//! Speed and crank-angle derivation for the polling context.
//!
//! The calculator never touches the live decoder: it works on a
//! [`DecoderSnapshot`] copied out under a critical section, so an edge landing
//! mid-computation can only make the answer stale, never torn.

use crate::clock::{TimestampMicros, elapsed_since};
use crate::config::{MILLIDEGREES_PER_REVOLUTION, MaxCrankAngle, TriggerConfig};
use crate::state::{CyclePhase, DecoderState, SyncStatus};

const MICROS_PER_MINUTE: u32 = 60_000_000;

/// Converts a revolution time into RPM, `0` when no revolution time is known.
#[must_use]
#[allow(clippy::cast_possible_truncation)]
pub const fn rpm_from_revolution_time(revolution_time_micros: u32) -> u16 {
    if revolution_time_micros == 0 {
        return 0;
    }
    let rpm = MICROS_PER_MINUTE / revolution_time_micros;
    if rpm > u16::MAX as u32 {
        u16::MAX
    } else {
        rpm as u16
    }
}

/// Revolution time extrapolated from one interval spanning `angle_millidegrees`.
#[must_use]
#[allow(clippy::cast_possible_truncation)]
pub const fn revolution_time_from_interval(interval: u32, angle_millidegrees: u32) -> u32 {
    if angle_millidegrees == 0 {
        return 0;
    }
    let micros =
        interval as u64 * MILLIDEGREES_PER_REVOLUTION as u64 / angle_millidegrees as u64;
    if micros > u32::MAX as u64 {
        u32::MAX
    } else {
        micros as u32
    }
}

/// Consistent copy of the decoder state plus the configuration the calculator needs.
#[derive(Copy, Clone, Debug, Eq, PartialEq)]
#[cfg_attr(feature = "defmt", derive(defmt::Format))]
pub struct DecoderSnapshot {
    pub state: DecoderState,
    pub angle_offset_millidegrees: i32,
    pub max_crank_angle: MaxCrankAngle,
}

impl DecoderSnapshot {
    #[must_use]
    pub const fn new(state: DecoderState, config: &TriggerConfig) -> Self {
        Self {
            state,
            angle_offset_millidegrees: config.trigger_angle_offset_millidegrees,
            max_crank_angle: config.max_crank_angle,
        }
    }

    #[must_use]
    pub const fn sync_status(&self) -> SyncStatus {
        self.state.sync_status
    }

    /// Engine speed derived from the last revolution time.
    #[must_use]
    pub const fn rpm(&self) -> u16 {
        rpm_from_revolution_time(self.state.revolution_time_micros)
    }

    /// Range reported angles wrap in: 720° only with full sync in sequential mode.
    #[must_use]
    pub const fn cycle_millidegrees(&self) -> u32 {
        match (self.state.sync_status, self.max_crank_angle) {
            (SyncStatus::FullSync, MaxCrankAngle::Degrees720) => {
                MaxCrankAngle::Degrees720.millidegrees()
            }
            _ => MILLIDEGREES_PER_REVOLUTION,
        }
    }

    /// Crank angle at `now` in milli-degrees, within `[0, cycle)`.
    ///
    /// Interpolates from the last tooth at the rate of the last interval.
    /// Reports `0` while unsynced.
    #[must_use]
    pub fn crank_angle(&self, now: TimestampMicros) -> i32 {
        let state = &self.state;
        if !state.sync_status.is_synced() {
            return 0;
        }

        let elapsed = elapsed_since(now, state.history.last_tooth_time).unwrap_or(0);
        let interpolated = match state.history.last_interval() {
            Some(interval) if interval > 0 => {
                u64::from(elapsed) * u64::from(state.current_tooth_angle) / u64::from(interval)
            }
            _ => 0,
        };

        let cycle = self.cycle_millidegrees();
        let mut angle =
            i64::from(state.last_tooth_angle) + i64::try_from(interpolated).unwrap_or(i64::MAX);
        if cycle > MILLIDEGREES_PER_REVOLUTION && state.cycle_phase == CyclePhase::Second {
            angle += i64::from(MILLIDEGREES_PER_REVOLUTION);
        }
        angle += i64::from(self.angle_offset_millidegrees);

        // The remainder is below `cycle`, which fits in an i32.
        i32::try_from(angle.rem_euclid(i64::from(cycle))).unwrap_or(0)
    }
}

------------

*Task description*. Print all of the entries exactly as they are written.

*Output of the task*.
//! Speed and crank-angle derivation for the polling context.
//!
//! The calculator never touches the live decoder: it works on a
//! [`DecoderSnapshot`] copied out under a critical section, so an edge landing
//! mid-computation can only make the answer stale, never torn.

use crate::clock::{TimestampMicros, elapsed_since};
use crate::config::{MILLIDEGREES_PER_REVOLUTION, MaxCrankAngle, TriggerConfig};
use crate::state::{CyclePhase, DecoderState, SyncStatus};

const MICROS_PER_MINUTE: u32 = 60_000_000;

/// Converts a revolution time into RPM, `0` when no revolution time is known.
#[must_use]
#[allow(clippy::cast_possible_truncation)]
pub const fn rpm_from_revolution_time(revolution_time_micros: u32) -> u16 {
    if revolution_time_micros == 0 {
        return 0;
    }
    let rpm = MICROS_PER_MINUTE / revolution_time_micros;
    if rpm > u16::MAX as u32 {
        u16::MAX
    } else {
        rpm as u16
    }
}

/// Revolution time extrapolated from one interval spanning `angle_millidegrees`.
#[must_use]
#[allow(clippy::cast_possible_truncation)]
pub const fn revolution_time_from_interval(interval: u32, angle_millidegrees: u32) -> u32 {
    if angle_millidegrees == 0 {
        return 0;
    }
    let micros =
        interval as u64 * MILLIDEGREES_PER_REVOLUTION as u64 / angle_millidegrees as u64;
    if micros > u32::MAX as u64 {
        u32::MAX
    } else {
        micros as u32
    }
}

/// Consistent copy of the decoder state plus the configuration the calculator needs.
#[derive(Copy, Clone, Debug, Eq, PartialEq)]
#[cfg_attr(feature = "defmt", derive(defmt::Format))]
pub struct DecoderSnapshot {
    pub state: DecoderState,
    pub angle_offset_millidegrees: i32,
    pub max_crank_angle: MaxCrankAngle,
}

impl DecoderSnapshot {
    #[must_use]
    pub const fn new(state: DecoderState, config: &TriggerConfig) -> Self {
        Self {
            state,
            angle_offset_millidegrees: config.trigger_angle_offset_millidegrees,
            max_crank_angle: config.max_crank_angle,
        }
    }

    #[must_use]
    pub const fn sync_status(&self) -> SyncStatus {
        self.state.sync_status
    }

    /// Engine speed derived from the last revolution time.
    #[must_use]
    pub const fn rpm(&self) -> u16 {
        rpm_from_revolution_time(self.state.revolution_time_micros)
    }

    /// Range reported angles wrap in: 720° only with full sync in sequential mode.
    #[must_use]
    pub const fn cycle_millidegrees(&self) -> u32 {
        match (self.state.sync_status, self.max_crank_angle) {
            (SyncStatus::FullSync, MaxCrankAngle::Degrees720) => {
                MaxCrankAngle::Degrees720.millidegrees()
            }
            _ => MILLIDEGREES_PER_REVOLUTION,
        }
    }

    /// Crank angle at `now` in milli-degrees, within `[0, cycle)`.
    ///
    /// Interpolates from the last tooth at the rate of the last interval.
    /// Reports `0` while unsynced.
    #[must_use]
    pub fn crank_angle(&self, now: TimestampMicros) -> i32 {
        let state = &self.state;
        if !state.sync_status.is_synced() {
            return 0;
        }

        let elapsed = elapsed_since(now, state.history.last_tooth_time).unwrap_or(0);
        let interpolated = match state.history.last_interval() {
            Some(interval) if interval > 0 => {
                u64::from(elapsed) * u64::from(state.current_tooth_angle) / u64::from(interval)
            }
            _ => 0,
        };

        let cycle = self.cycle_millidegrees();
        let mut angle =
            i64::from(state.last_tooth_angle) + i64::try_from(interpolated).unwrap_or(i64::MAX);
        if cycle > MILLIDEGREES_PER_REVOLUTION && state.cycle_phase == CyclePhase::Second {
            angle += i64::from(MILLIDEGREES_PER_REVOLUTION);
        }
        angle += i64::from(self.angle_offset_millidegrees);

        // The remainder is below `cycle`, which fits in an i32.
        i32::try_from(angle.rem_euclid(i64::from(cycle))).unwrap_or(0)
    }
}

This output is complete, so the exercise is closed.